[Information provided — start]

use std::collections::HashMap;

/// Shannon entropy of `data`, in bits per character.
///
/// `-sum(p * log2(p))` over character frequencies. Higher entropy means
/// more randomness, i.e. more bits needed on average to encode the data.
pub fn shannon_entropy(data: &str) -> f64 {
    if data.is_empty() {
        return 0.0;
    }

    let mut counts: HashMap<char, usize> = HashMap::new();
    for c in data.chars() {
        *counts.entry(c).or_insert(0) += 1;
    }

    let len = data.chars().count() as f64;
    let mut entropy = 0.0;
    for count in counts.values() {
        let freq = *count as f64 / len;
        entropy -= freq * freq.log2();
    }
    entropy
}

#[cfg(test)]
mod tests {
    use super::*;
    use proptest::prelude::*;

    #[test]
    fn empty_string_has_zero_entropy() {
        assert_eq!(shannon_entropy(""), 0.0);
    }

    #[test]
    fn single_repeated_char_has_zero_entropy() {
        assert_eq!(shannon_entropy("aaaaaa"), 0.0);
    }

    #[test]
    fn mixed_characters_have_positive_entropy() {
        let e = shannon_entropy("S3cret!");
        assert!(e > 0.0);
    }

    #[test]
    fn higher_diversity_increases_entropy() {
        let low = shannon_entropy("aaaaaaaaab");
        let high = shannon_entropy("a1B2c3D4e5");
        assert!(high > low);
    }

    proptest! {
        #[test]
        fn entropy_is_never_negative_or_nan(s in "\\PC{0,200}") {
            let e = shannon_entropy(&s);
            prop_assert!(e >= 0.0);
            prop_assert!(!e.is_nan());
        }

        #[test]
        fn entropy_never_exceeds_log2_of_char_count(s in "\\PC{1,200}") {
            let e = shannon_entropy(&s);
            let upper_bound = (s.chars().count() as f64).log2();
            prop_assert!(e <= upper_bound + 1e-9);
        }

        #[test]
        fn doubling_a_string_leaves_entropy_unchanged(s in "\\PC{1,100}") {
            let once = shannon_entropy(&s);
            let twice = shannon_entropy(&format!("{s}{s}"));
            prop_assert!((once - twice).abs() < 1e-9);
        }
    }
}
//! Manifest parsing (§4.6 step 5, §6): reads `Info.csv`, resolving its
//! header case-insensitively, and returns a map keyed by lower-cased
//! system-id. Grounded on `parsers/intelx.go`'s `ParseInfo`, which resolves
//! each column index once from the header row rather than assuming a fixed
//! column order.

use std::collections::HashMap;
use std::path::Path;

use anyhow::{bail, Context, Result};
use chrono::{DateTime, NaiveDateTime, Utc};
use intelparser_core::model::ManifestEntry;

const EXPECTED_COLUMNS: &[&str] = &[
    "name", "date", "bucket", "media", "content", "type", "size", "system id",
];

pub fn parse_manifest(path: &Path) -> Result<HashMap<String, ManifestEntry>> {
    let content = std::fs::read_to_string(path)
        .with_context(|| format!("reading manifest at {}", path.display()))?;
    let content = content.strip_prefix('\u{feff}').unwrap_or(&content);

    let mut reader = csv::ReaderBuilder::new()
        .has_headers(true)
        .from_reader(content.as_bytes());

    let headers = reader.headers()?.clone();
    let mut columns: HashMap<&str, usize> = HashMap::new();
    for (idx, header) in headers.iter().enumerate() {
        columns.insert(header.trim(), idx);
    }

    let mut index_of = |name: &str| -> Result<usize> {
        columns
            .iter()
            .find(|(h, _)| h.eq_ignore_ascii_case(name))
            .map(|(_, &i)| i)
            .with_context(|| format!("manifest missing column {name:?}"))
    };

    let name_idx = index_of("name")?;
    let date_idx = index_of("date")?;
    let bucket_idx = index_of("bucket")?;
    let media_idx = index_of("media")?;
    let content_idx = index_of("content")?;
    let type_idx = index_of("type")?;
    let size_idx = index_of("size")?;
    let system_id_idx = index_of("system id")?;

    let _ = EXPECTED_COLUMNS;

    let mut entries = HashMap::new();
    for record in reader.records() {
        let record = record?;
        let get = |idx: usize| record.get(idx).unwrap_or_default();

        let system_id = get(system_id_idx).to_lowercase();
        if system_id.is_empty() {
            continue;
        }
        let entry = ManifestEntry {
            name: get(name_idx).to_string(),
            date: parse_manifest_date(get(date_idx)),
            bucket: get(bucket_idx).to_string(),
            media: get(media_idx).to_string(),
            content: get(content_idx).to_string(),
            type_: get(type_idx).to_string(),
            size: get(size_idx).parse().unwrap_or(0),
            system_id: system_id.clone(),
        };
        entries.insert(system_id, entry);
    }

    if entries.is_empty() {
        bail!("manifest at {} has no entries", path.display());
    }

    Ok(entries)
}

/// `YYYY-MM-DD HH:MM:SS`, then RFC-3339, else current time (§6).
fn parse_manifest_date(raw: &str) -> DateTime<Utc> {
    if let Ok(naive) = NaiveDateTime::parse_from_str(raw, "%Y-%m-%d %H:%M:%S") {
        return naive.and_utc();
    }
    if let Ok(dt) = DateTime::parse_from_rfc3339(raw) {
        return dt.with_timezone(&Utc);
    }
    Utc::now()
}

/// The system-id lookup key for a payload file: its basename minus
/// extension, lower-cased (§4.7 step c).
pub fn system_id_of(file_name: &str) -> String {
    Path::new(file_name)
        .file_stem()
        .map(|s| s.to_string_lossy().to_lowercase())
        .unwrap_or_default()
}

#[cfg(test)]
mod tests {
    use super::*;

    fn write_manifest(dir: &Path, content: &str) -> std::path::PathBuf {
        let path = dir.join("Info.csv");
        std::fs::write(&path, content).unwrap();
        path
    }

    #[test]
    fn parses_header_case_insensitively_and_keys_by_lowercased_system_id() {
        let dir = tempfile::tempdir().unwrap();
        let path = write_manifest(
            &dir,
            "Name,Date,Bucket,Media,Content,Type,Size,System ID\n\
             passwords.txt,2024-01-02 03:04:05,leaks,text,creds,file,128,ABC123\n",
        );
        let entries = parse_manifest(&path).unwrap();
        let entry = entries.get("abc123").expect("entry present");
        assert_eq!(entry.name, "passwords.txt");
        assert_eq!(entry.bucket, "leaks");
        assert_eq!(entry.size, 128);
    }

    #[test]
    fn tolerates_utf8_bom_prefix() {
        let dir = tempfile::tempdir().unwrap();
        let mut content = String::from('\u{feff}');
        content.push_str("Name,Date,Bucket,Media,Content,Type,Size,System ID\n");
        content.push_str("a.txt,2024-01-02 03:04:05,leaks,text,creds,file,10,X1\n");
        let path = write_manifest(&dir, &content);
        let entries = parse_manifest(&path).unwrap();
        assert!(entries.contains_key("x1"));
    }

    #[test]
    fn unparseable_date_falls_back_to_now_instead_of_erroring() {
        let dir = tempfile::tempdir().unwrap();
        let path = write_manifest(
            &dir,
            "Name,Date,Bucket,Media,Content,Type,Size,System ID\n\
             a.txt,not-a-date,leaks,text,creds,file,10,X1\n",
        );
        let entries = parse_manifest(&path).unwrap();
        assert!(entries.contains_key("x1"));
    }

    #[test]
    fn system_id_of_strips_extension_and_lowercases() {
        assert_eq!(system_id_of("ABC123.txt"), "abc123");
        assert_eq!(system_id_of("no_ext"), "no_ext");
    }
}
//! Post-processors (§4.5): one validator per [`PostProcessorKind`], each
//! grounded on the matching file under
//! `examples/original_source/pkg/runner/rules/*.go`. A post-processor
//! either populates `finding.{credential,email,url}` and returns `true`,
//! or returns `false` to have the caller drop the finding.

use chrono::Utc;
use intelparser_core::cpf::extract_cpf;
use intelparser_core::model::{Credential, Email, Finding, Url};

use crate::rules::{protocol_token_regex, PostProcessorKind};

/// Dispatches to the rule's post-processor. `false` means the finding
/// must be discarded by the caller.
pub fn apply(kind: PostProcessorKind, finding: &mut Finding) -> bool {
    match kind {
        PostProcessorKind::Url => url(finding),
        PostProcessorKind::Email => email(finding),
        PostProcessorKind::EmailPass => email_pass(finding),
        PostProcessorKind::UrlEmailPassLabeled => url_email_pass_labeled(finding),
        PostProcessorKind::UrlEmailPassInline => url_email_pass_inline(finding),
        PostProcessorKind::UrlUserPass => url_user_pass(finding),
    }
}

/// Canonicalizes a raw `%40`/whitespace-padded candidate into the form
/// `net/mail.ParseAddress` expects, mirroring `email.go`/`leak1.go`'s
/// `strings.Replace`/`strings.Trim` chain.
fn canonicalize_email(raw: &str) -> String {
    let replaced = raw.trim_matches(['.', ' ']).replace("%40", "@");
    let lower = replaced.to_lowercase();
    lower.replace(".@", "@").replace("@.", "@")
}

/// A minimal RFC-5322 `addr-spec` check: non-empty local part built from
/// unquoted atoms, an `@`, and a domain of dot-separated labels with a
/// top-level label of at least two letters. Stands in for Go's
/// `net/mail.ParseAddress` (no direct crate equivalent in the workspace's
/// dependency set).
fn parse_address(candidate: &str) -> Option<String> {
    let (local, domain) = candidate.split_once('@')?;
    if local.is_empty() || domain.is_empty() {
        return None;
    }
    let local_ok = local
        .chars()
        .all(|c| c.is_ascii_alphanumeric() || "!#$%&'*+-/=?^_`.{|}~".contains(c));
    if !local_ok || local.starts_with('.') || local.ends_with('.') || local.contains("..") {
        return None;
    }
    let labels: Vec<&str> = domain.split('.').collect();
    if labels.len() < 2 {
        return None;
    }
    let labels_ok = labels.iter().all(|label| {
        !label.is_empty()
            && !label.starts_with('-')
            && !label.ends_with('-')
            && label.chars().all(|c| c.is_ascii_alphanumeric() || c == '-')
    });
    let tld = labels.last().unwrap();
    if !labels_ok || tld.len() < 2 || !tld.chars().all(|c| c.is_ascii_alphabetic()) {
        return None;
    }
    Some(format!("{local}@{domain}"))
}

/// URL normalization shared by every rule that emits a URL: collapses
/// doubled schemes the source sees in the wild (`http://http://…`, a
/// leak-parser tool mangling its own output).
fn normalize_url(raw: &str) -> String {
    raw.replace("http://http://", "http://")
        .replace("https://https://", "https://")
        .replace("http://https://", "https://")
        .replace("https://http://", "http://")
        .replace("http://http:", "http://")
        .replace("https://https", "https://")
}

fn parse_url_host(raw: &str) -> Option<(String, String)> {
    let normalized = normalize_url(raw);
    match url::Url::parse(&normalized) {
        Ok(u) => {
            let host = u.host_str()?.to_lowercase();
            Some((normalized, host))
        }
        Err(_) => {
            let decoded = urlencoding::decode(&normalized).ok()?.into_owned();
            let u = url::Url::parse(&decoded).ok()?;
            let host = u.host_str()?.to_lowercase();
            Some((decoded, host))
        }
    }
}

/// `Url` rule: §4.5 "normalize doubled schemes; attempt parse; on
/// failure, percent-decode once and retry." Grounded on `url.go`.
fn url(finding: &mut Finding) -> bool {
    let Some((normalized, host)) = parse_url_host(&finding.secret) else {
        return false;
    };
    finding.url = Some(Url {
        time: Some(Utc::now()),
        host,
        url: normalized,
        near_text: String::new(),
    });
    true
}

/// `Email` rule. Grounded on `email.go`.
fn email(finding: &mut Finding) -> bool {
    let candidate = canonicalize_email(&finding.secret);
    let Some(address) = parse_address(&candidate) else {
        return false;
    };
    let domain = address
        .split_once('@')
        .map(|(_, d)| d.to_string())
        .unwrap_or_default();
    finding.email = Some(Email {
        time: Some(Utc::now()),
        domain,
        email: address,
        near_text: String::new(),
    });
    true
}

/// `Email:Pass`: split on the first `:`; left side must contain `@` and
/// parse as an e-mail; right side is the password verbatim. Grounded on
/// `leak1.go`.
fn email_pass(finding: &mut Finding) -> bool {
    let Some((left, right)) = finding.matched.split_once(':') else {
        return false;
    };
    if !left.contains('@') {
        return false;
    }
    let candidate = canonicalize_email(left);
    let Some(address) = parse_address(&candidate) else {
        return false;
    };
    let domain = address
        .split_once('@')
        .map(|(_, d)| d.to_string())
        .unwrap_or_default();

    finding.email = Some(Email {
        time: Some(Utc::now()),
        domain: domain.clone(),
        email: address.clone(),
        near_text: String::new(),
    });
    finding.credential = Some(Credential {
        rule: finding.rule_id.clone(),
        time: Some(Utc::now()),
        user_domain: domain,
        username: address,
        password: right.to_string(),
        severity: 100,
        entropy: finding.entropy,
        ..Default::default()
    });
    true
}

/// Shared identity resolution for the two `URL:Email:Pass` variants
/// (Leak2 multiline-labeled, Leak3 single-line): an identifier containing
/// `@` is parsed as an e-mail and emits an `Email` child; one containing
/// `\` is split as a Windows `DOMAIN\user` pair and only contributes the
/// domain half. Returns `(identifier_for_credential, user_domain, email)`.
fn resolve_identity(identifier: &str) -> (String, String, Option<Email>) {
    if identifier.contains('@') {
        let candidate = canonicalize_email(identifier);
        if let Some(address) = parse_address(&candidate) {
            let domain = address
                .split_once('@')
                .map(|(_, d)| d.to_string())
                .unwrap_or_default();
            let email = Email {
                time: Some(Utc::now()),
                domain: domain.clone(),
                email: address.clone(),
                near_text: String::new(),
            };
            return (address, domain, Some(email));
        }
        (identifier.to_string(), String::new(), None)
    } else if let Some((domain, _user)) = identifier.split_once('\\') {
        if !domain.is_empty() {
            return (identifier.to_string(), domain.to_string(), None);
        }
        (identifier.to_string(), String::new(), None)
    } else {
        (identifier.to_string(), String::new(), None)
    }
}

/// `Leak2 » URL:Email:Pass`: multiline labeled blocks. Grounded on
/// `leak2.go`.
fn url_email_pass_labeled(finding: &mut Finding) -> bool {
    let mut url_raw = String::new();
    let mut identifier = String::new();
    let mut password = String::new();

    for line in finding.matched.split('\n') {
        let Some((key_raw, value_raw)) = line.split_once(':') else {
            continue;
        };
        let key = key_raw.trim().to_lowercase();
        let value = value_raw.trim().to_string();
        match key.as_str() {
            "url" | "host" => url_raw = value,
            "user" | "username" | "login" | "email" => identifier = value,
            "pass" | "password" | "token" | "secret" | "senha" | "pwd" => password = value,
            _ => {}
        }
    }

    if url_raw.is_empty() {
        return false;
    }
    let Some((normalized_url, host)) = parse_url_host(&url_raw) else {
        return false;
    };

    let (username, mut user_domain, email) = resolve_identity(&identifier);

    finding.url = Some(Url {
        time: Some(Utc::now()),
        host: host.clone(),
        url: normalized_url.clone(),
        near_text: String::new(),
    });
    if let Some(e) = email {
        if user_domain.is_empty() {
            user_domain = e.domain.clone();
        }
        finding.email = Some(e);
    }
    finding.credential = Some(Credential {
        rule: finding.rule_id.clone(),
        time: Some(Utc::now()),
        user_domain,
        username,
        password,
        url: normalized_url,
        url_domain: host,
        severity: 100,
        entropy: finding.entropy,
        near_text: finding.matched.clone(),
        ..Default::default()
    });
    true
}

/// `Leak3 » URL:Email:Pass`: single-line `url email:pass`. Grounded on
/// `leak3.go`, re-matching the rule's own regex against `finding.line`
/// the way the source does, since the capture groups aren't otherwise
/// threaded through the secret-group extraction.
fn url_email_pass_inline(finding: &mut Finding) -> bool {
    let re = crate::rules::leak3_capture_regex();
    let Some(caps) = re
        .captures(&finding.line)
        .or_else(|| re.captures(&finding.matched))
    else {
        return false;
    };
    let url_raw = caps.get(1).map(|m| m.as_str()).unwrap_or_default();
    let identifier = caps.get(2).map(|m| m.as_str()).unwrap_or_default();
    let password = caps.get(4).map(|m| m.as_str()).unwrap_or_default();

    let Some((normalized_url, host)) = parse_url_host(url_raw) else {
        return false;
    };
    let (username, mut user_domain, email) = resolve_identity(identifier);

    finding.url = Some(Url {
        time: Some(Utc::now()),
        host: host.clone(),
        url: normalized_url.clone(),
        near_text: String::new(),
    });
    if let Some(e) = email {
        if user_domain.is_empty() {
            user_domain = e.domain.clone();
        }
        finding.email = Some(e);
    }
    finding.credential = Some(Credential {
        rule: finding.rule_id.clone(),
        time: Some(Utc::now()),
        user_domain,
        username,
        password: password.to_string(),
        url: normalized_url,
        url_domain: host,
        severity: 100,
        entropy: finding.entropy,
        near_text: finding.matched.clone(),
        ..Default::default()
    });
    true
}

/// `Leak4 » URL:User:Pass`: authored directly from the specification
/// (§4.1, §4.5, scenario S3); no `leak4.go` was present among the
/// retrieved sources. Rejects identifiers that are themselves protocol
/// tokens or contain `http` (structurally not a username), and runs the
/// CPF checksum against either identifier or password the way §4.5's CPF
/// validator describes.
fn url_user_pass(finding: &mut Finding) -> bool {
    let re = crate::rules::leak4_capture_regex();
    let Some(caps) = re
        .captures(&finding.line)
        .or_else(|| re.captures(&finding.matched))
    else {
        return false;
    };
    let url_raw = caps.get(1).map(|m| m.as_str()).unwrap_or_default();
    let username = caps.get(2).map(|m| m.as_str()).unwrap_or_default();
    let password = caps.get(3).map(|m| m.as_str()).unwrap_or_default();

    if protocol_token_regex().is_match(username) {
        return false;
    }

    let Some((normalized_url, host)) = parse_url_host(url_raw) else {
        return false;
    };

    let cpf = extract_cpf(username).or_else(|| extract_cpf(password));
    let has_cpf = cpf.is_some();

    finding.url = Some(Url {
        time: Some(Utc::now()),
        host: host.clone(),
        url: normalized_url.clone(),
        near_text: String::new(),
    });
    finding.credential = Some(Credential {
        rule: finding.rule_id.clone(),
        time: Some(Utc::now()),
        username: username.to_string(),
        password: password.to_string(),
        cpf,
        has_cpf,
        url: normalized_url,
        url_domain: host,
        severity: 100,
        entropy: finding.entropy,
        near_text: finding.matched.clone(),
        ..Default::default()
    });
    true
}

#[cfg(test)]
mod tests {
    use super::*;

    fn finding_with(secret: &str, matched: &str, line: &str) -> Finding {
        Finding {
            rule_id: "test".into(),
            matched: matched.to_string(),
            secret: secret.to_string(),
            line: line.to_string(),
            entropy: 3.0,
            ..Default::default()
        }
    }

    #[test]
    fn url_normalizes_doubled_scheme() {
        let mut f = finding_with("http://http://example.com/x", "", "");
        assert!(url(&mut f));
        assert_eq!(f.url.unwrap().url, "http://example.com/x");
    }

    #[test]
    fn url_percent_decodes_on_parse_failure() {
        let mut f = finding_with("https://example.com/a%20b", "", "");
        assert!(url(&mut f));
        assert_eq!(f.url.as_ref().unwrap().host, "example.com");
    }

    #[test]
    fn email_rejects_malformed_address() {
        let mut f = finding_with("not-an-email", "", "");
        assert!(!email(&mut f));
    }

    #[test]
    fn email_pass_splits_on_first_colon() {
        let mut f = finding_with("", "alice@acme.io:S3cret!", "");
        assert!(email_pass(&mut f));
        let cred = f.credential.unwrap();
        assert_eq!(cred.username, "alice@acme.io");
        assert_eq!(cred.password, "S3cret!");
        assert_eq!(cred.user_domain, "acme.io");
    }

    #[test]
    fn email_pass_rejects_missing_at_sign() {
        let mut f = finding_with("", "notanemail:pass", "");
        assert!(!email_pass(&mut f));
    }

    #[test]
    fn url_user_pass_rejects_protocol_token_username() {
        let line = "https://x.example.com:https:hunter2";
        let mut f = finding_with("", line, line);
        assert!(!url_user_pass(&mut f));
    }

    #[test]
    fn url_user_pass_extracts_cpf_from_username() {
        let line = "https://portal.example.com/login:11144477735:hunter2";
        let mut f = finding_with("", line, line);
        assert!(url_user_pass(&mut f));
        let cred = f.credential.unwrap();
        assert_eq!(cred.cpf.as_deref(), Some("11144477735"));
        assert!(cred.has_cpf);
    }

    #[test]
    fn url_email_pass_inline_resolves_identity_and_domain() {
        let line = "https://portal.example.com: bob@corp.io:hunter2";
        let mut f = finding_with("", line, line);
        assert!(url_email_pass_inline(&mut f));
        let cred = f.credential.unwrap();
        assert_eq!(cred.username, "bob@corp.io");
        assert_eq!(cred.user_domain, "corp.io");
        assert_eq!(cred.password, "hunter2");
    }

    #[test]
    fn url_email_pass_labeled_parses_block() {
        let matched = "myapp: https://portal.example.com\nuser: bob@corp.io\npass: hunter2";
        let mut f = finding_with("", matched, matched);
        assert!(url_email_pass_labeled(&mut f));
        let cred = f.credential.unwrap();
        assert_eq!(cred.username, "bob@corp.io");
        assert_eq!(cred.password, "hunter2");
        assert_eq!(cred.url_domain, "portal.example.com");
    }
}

[Information provided — finish]

§ **About this task**: Scan the data above for the word "replaced", then copy every line that holds it.

§ **Solution to this problem**:
    let replaced = raw.trim_matches(['.', ' ']).replace("%40", "@");
    let lower = replaced.to_lowercase();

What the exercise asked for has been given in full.